ROANOKE TIMES

                         Roanoke Times
                 Copyright (c) 1995, Landmark Communications, Inc.

DATE: TUESDAY, May 29, 1990                   TAG: 9005290020
SECTION: VIRGINIA                    PAGE: B-1   EDITION: METRO 
SOURCE: MONICA DAVEY STAFF WRITER
DATELINE:                                 LENGTH: Medium


ODYSSEY OF MIND TEAM PERSEVERES

A week and a half before regional Odyssey of the Mind competition, Community School's team was ready to drop out. The school's six team members thought they didn't have their act together.

During one performance, 13-year-old Mark Finney's Zeus costume fell to the floor, leaving him red-faced in his underwear. At another point, 12-year-old Erica Hodgin could not get the plug of a key prop, an Egyptian lighthouse, to fit into the socket. Another time, some of the students' pyramid-shaped hats fell off their heads.

But the show went on.

"That's part of the point" of Odyssey of the Mind, said Judi Finney, one of the team's coaches. "If they had stopped and fallen apart, it would have meant points off."

Instead, the Community School team went right on - adjusting to unexpected problems - and won regional and state competition.

Thursday the team will take its show on the road to Odyssey of the Mind world competition at Iowa State University. A program designed to encourage young people to play mental games and solve problems, Odyssey of the Mind calls for creative approaches to assigned problems in locomotion, animation, classics, recycling, nature and engineering.

The team from Community School, which is located at 7815 Williamson Road, took on the classics problem, which put a new twist on the Seven Wonders of the World.
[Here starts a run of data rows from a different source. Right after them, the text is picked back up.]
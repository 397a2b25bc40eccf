//! Key material
//!
//! # Key Types
//!
//! ```text
//! SharedKey (32 bytes)
//!   symmetric root and sub-keys, input to the AEAD strategies
//!
//! EncryptionKeyPair (64 bytes = X25519 secret ‖ public)
//!   Diffie-Hellman agreement, sealing
//!
//! SignatureKeyPair (64 bytes = Ed25519 seed ‖ public)
//!   detached signatures
//! ```
//!
//! # Lifecycle
//!
//! - Immutable after construction
//! - Backing buffers are zeroed on `Drop`, so leaving scope wipes the key on
//!   every path (return, `?`, unwinding)
//! - `Debug` prints the key id, never the bytes
//! - serde serialization and deserialization are refused; persisting key
//!   material requires an explicit [`Key::export`]

mod encryption;
mod shared;
mod signature;

pub use encryption::{EncryptionKeyPair, EncryptionPublicKey};
pub use shared::SharedKey;
pub use signature::{SignatureKeyPair, SignaturePublicKey};

use sha2::{Digest as _, Sha256};
use zeroize::Zeroizing;

use crate::{
    encoding::{BASE64_PREFIX, BASE64URL_PREFIX, Encoding, HEX_PREFIX},
    error::CryptoError,
};

/// Length of an X25519 or Ed25519 secret or public half
pub const KEY_HALF_BYTES: usize = 32;

/// Length of a key pair (secret half followed by public half)
pub const KEY_PAIR_BYTES: usize = 2 * KEY_HALF_BYTES;

/// Prefix of key fingerprints returned by [`Key::id`]
pub const KEY_ID_PREFIX: &str = "sha256:";

/// Common capability of all key material.
pub trait Key {
    /// Human-readable key type, used in errors and logs
    const KEY_TYPE: &'static str;

    /// Raw key bytes.
    fn bytes(&self) -> &[u8];

    /// Key length in bytes.
    fn length(&self) -> usize {
        self.bytes().len()
    }

    /// Non-secret fingerprint, `sha256:` followed by the lowercase hex
    /// SHA-256 of the key bytes.
    ///
    /// Safe to log and to use for auditing which key protected a value.
    fn id(&self) -> String {
        let digest = Sha256::digest(self.bytes());
        let mut id = String::from(KEY_ID_PREFIX);
        id.push_str(&Encoding::Hex.encode(&digest));
        id
    }

    /// Explicitly export the key bytes as text.
    ///
    /// The returned string is wiped on drop.
    fn export(&self, encoding: Encoding, with_prefix: bool) -> Zeroizing<String> {
        Zeroizing::new(if with_prefix {
            encoding.encode_prefixed(self.bytes())
        } else {
            encoding.encode(self.bytes())
        })
    }
}

/// Decode key material of exactly `N` bytes.
///
/// Accepted shapes, checked in order:
///
/// 1. exactly `N` raw bytes
/// 2. `base64:` or `base64url:` prefixed base64 decoding to `N` bytes
/// 3. exactly `2N` hex digits, optionally prefixed `hex:`
///
/// Prefixed base64 of the wrong length is `InvalidLength`; every other
/// shape is `KeyDecodeFailure`.
pub(crate) fn decode_key_material<const N: usize>(
    input: &[u8],
    key_type: &'static str,
) -> Result<Zeroizing<[u8; N]>, CryptoError> {
    let failure = CryptoError::KeyDecodeFailure { key_type };

    if input.len() == N {
        let mut raw = Zeroizing::new([0u8; N]);
        raw.copy_from_slice(input);
        return Ok(raw);
    }

    let text = std::str::from_utf8(input).map_err(|_| failure.clone())?;

    if text.starts_with(BASE64_PREFIX) || text.starts_with(BASE64URL_PREFIX) {
        let decoded = Encoding::Base64.decode(text).map_err(|_| failure)?;
        return copy_exact(&decoded);
    }

    let hex_body = text.strip_prefix(HEX_PREFIX).unwrap_or(text);
    if hex_body.len() == 2 * N {
        let decoded = Encoding::Hex.decode(hex_body).map_err(|_| failure)?;
        return copy_exact(&decoded);
    }

    Err(failure)
}

fn copy_exact<const N: usize>(decoded: &[u8]) -> Result<Zeroizing<[u8; N]>, CryptoError> {
    if decoded.len() != N {
        return Err(CryptoError::InvalidLength { expected: N, actual: decoded.len() });
    }
    let mut out = Zeroizing::new([0u8; N]);
    out.copy_from_slice(decoded);
    Ok(out)
}

/// Refuse serde (de)serialization for a secret key type.
macro_rules! prohibit_serde {
    ($ty:ty) => {
        impl serde::Serialize for $ty {
            fn serialize<S: serde::Serializer>(&self, _: S) -> Result<S::Ok, S::Error> {
                Err(serde::ser::Error::custom(
                    $crate::error::CryptoError::SerializationProhibited {
                        type_name: <$ty as $crate::keys::Key>::KEY_TYPE,
                    },
                ))
            }
        }

        impl<'de> serde::Deserialize<'de> for $ty {
            fn deserialize<D: serde::Deserializer<'de>>(_: D) -> Result<Self, D::Error> {
                Err(serde::de::Error::custom(
                    $crate::error::CryptoError::SerializationProhibited {
                        type_name: <$ty as $crate::keys::Key>::KEY_TYPE,
                    },
                ))
            }
        }
    };
}

pub(crate) use prohibit_serde;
The students had to incorporate five of the wonders into a skit - and come up with five new wonders of their own.

When they started on the problem last winter, most of the students couldn't name the seven ancient wonders and had to head to the library. Now they rattle them off in no time: pyramids of Giza, Hanging Gardens of Babylon, statue of Zeus at Olympia, Temple of Artemis at Ephesus, Mausoleum of Halicarnassus, Colossus of Rhodes and Pharos of Alexandria.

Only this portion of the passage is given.